Todos os que fazemos parte da comunicação temos nossa dose de culpa. Também nós não nos demos ao trabalho de fazer a confrontação, informar ao País o que fora modificado ilegalmente - e que consequências está tendo. Teria sido apenas bravata do ex-ministro? Mas partindo de alguém que já ocupara alguns dos mais altos postos nos três Poderes da República? E se não foi bravata, que danos causou?
Retornando ao início: disse o presidente da Câmara dos Deputados (Estado, 18/12) que o STF "invadiu prerrogativas" e "usurpou" funções do Congresso ao determinar a cassação dos mandatos de três deputados. Anunciou que recorreria em 2013 ao próprio STF. Mas, e se este mantiver a decisão? Continuará o conflito, já que o texto da Constituição permanecerá? Que se fará?
Também a questão do embate entre Estados na divisão dos royalties pagos por empresas que explorem o petróleo é grave. Pode levar a conflitos muito sérios no âmbito da Federação. E não pode ficar sujeita a expedientes ardilosos, mas que permitam que a decisão sobre um veto presidencial passe à frente de milhares de outros, porque assim decide uma maioria composta de parlamentares das unidades federativas que seriam beneficiadas. São casuísmos incabíveis em matérias constitucionais. Não são apenas questões interna corporis, privativas do Congresso, como as qualificou o ex-presidente José Sarney, do alto da presidência do Senado.

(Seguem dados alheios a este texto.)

//! Agent definition types

use serde::{Deserialize, Serialize};
use std::fmt;
use std::str::FromStr;

/// Lifecycle status of an agent definition
#[derive(Debug, Clone, Copy, PartialEq, Eq, Hash, PartialOrd, Ord, Default, Serialize, Deserialize)]
#[serde(rename_all = "lowercase")]
pub enum AgentStatus {
    #[default]
    Active,
    Beta,
    Experimental,
    Deprecated,
}

impl AgentStatus {
    pub fn as_str(&self) -> &'static str {
        match self {
            AgentStatus::Active => "active",
            AgentStatus::Beta => "beta",
            AgentStatus::Experimental => "experimental",
            AgentStatus::Deprecated => "deprecated",
        }
    }
}

impl fmt::Display for AgentStatus {
    fn fmt(&self, f: &mut fmt::Formatter<'_>) -> fmt::Result {
        f.write_str(self.as_str())
    }
}

impl FromStr for AgentStatus {
    type Err = String;

    fn from_str(s: &str) -> Result<Self, Self::Err> {
        match s.trim().to_ascii_lowercase().as_str() {
            "active" => Ok(AgentStatus::Active),
            "beta" => Ok(AgentStatus::Beta),
            "experimental" => Ok(AgentStatus::Experimental),
            "deprecated" => Ok(AgentStatus::Deprecated),
            other => Err(format!("unknown agent status '{}'", other)),
        }
    }
}

/// Whether an agent is a top-level agent or a delegated subagent.
///
/// Accepts `main_agent`, `main`, `Main Agent`, `subagent` and `Subagent`
/// when parsed; always renders as `Main Agent` / `Subagent`.
#[derive(Debug, Clone, Copy, PartialEq, Eq, Hash, PartialOrd, Ord, Default, Serialize, Deserialize)]
#[serde(try_from = "String", into = "String")]
pub enum AgentType {
    #[default]
    MainAgent,
    Subagent,
}

impl AgentType {
    /// Label used in rendered pages
    pub fn label(&self) -> &'static str {
        match self {
            AgentType::MainAgent => "Main Agent",
            AgentType::Subagent => "Subagent",
        }
    }

    /// Key used in YAML definitions
    pub fn key(&self) -> &'static str {
        match self {
            AgentType::MainAgent => "main_agent",
            AgentType::Subagent => "subagent",
        }
    }
}

impl fmt::Display for AgentType {
    fn fmt(&self, f: &mut fmt::Formatter<'_>) -> fmt::Result {
        f.write_str(self.label())
    }
}

impl FromStr for AgentType {
    type Err = String;

    fn from_str(s: &str) -> Result<Self, Self::Err> {
        let normalized: String = s
            .trim()
            .chars()
            .filter(|c| !matches!(c, ' ' | '_' | '-'))
            .collect::<String>()
            .to_ascii_lowercase();

        match normalized.as_str() {
            "main" | "mainagent" => Ok(AgentType::MainAgent),
            "sub" | "subagent" => Ok(AgentType::Subagent),
            _ => Err(format!("unknown agent type '{}'", s.trim())),
        }
    }
}

impl TryFrom<String> for AgentType {
    type Error = String;

    fn try_from(value: String) -> Result<Self, Self::Error> {
        value.parse()
    }
}

impl From<AgentType> for String {
    fn from(value: AgentType) -> Self {
        value.key().to_string()
    }
}

/// Paths an agent may read and write
#[derive(Debug, Clone, Default, PartialEq, Eq, Serialize, Deserialize)]
pub struct Scope {
    /// Path-like entries the agent may read
    #[serde(default)]
    pub can_access: Vec<String>,

    /// Path-like entries the agent may write
    #[serde(default, skip_serializing_if = "Vec::is_empty")]
    pub can_modify: Vec<String>,
}

impl Scope {
    pub fn is_empty(&self) -> bool {
        self.can_access.is_empty() && self.can_modify.is_empty()
    }
}

/// Declared delegation to subordinate agents
#[derive(Debug, Clone, Default, PartialEq, Eq, Serialize, Deserialize)]
pub struct Delegation {
    #[serde(default)]
    pub enabled: bool,

    #[serde(default, skip_serializing_if = "Vec::is_empty")]
    pub allowed_subagents: Vec<String>,
}

impl Delegation {
    /// Enabled delegation to the given subagents
    pub fn to(subagents: Vec<String>) -> Self {
        Self {
            enabled: true,
            allowed_subagents: subagents,
        }
    }
}

fn default_version() -> String {
    "1.0.0".to_string()
}

/// Agent definition record, one per rendered page
#[derive(Debug, Clone, PartialEq, Eq, Serialize, Deserialize)]
pub struct AgentDefinition {
    /// Unique lowercase-snake-case identifier (e.g., 'financial_analyst')
    pub name: String,

    /// Human-readable title
    pub role: String,

    /// Semantic version of the definition
    #[serde(default = "default_version")]
    pub version: String,

    #[serde(default)]
    pub status: AgentStatus,

    #[serde(rename = "type", default)]
    pub agent_type: AgentType,

    /// Base template this agent inherits scope from
    #[serde(default, skip_serializing_if = "Option::is_none")]
    pub inherits_from: Option<String>,

    #[serde(default)]
    pub description: String,

    /// Primary goal sentence
    #[serde(default)]
    pub directive: String,

    #[serde(default)]
    pub scope: Scope,

    #[serde(default, skip_serializing_if = "Option::is_none")]
    pub delegation: Option<Delegation>,
}

impl AgentDefinition {
    /// Create a new agent with minimal configuration
    pub fn new(name: impl Into<String>, role: impl Into<String>) -> Self {
        Self {
            name: name.into(),
            role: role.into(),
            version: default_version(),
            status: AgentStatus::default(),
            agent_type: AgentType::default(),
            inherits_from: None,
            description: String::new(),
            directive: String::new(),
            scope: Scope::default(),
            delegation: None,
        }
    }

    /// Builder: set description
    pub fn with_description(mut self, description: impl Into<String>) -> Self {
        self.description = description.into();
        self
    }

    /// Builder: set directive
    pub fn with_directive(mut self, directive: impl Into<String>) -> Self {
        self.directive = directive.into();
        self
    }

    /// Builder: set readable paths
    pub fn with_access(mut self, paths: Vec<String>) -> Self {
        self.scope.can_access = paths;
        self
    }

    /// Builder: set writable paths
    pub fn with_modify(mut self, paths: Vec<String>) -> Self {
        self.scope.can_modify = paths;
        self
    }

    /// Builder: set inheritance
    pub fn inherits_from(mut self, template: impl Into<String>) -> Self {
        self.inherits_from = Some(template.into());
        self
    }

    /// Builder: enable delegation to the given subagents
    pub fn with_delegation(mut self, subagents: Vec<String>) -> Self {
        self.delegation = Some(Delegation::to(subagents));
        self
    }

    pub fn with_type(mut self, agent_type: AgentType) -> Self {
        self.agent_type = agent_type;
        self
    }

    pub fn with_status(mut self, status: AgentStatus) -> Self {
        self.status = status;
        self
    }

    pub fn with_version(mut self, version: impl Into<String>) -> Self {
        self.version = version.into();
        self
    }

    pub fn is_main_agent(&self) -> bool {
        self.agent_type == AgentType::MainAgent
    }

    /// Check if delegation is declared and enabled
    pub fn delegates(&self) -> bool {
        self.delegation.as_ref().is_some_and(|d| d.enabled)
    }

    /// Subagents this agent declares, empty unless delegation is enabled
    pub fn allowed_subagents(&self) -> &[String] {
        match &self.delegation {
            Some(d) if d.enabled => &d.allowed_subagents[..],
            _ => &[],
        }
    }

    /// Check if this agent declares delegation to a specific subagent
    pub fn may_delegate_to(&self, subagent: &str) -> bool {
        self.allowed_subagents().iter().any(|s| s == subagent)
    }

    pub fn summary(&self) -> AgentSummary {
        AgentSummary {
            name: self.name.clone(),
            role: self.role.clone(),
            version: self.version.clone(),
            status: self.status,
            agent_type: self.agent_type,
            inherits_from: self.inherits_from.clone(),
            subagent_count: self.allowed_subagents().len(),
        }
    }
}

/// Summary info for an agent in listings
#[derive(Debug, Clone, Serialize, Deserialize)]
#[serde(rename_all = "camelCase")]
pub struct AgentSummary {
    pub name: String,
    pub role: String,
    pub version: String,
    pub status: AgentStatus,
    #[serde(rename = "type")]
    pub agent_type: AgentType,
    pub inherits_from: Option<String>,
    pub subagent_count: usize,
}

#[cfg(test)]
mod tests {
    use super::*;

    #[test]
    fn test_agent_creation() {
        let agent = AgentDefinition::new("financial_analyst", "Financial Analyst")
            .with_description("Analyzes quarterly numbers")
            .with_access(vec!["data/finance/".to_string()])
            .inherits_from("base_analyst");

        assert_eq!(agent.name, "financial_analyst");
        assert_eq!(agent.version, "1.0.0");
        assert_eq!(agent.status, AgentStatus::Active);
        assert!(agent.is_main_agent());
        assert_eq!(agent.inherits_from.as_deref(), Some("base_analyst"));
        assert!(agent.scope.can_modify.is_empty());
    }

    #[test]
    fn test_delegation_queries() {
        let agent = AgentDefinition::new("lead", "Lead")
            .with_delegation(vec!["researcher".to_string()]);

        assert!(agent.delegates());
        assert!(agent.may_delegate_to("researcher"));
        assert!(!agent.may_delegate_to("writer"));
    }

    #[test]
    fn test_disabled_delegation_declares_nothing() {
        let mut agent = AgentDefinition::new("lead", "Lead");
        agent.delegation = Some(Delegation {
            enabled: false,
            allowed_subagents: vec!["researcher".to_string()],
        });

        assert!(!agent.delegates());
        assert!(agent.allowed_subagents().is_empty());
        assert!(!agent.may_delegate_to("researcher"));
    }

    #[test]
    fn test_agent_type_aliases() {
        assert_eq!("Main Agent".parse::<AgentType>().unwrap(), AgentType::MainAgent);
        assert_eq!("main_agent".parse::<AgentType>().unwrap(), AgentType::MainAgent);
        assert_eq!("main".parse::<AgentType>().unwrap(), AgentType::MainAgent);
        assert_eq!("Subagent".parse::<AgentType>().unwrap(), AgentType::Subagent);
        assert_eq!("sub-agent".parse::<AgentType>().unwrap(), AgentType::Subagent);
        assert!("supervisor".parse::<AgentType>().is_err());
    }

    #[test]
    fn test_status_parse() {
        assert_eq!("Beta".parse::<AgentStatus>().unwrap(), AgentStatus::Beta);
        assert!("retired".parse::<AgentStatus>().is_err());
        assert_eq!(AgentStatus::Deprecated.to_string(), "deprecated");
    }

    #[test]
    fn test_yaml_parsing() {
        let yaml = r#"
name: content_strategist
role: Content Strategist
version: 2.1.0
status: beta
type: Main Agent
inherits_from: base_content
description: Plans the editorial calendar.
directive: Keep the publishing pipeline full.
scope:
  can_access:
    - content/
    - analytics/reports/
  can_modify:
    - content/drafts/
delegation:
  enabled: true
  allowed_subagents:
    - copywriter
    - seo_reviewer
"#;

        let agent: AgentDefinition = serde_yaml::from_str(yaml).unwrap();
        assert_eq!(agent.name, "content_strategist");
        assert_eq!(agent.status, AgentStatus::Beta);
        assert_eq!(agent.agent_type, AgentType::MainAgent);
        assert_eq!(agent.scope.can_access.len(), 2);
        assert_eq!(agent.scope.can_modify, vec!["content/drafts/"]);
        assert_eq!(agent.allowed_subagents().to_vec(), vec!["copywriter", "seo_reviewer"]);
    }

    #[test]
    fn test_yaml_defaults() {
        let yaml = "name: helper\nrole: Helper\ntype: subagent\n";
        let agent: AgentDefinition = serde_yaml::from_str(yaml).unwrap();

        assert_eq!(agent.version, "1.0.0");
        assert_eq!(agent.status, AgentStatus::Active);
        assert_eq!(agent.agent_type, AgentType::Subagent);
        assert!(agent.scope.is_empty());
        assert!(agent.delegation.is_none());
    }

    #[test]
    fn test_yaml_rejects_unknown_type() {
        let yaml = "name: helper\nrole: Helper\ntype: overlord\n";
        assert!(serde_yaml::from_str::<AgentDefinition>(yaml).is_err());
    }

    #[test]
    fn test_type_serializes_as_key() {
        let agent = AgentDefinition::new("helper", "Helper").with_type(AgentType::Subagent);
        let yaml = serde_yaml::to_string(&agent).unwrap();

        assert!(yaml.contains("type: subagent"));
        assert!(!yaml.contains("delegation"));
        assert!(!yaml.contains("inherits_from"));
    }

    #[test]
    fn test_summary() {
        let agent = AgentDefinition::new("lead", "Lead")
            .with_delegation(vec!["a".to_string(), "b".to_string()]);
        let summary = agent.summary();

        assert_eq!(summary.name, "lead");
        assert_eq!(summary.subagent_count, 2);
    }
}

Todas essas questões, na verdade, agravam a descrença de grande parte da população ante os mecanismos institucionais e legais, os processos legislativos, as decisões administrativas. E a parcela que descrê de tudo entende que "quem pode mais chora menos", quem tem poder - em qualquer instância - decide a seu favor e de seus apaniguados, haja ou não lei. Na melhor hipótese, há apenas decisões muito localizadas que, embora possam ser justas, atendem unicamente aos interesses específicos de eleitores desse local, sem se ampliarem ao coletivo maior. É por esses caminhos que floresce a "retórica da indignação" - tantas vezes já mencionada neste espaço: os cidadãos sentem- se indignados com tudo, mas nada fazem - inclusive porque parte deles também segue o mesmo rumo no seu âmbito menor, ao sonegar impostos, furar filas, subornar o guarda, etc.
Por isso é preciso também repetir: a sociedade precisa aprender a organizar-se em grupos, discutir seus problemas, recorrer a quem possa ajudá-la (Procons, Ministério Público, universidades) e formular projetos de interesse social, para levá-los ao âmbito da política, das eleições. Só reclamar é indispensável insistir não resolverá.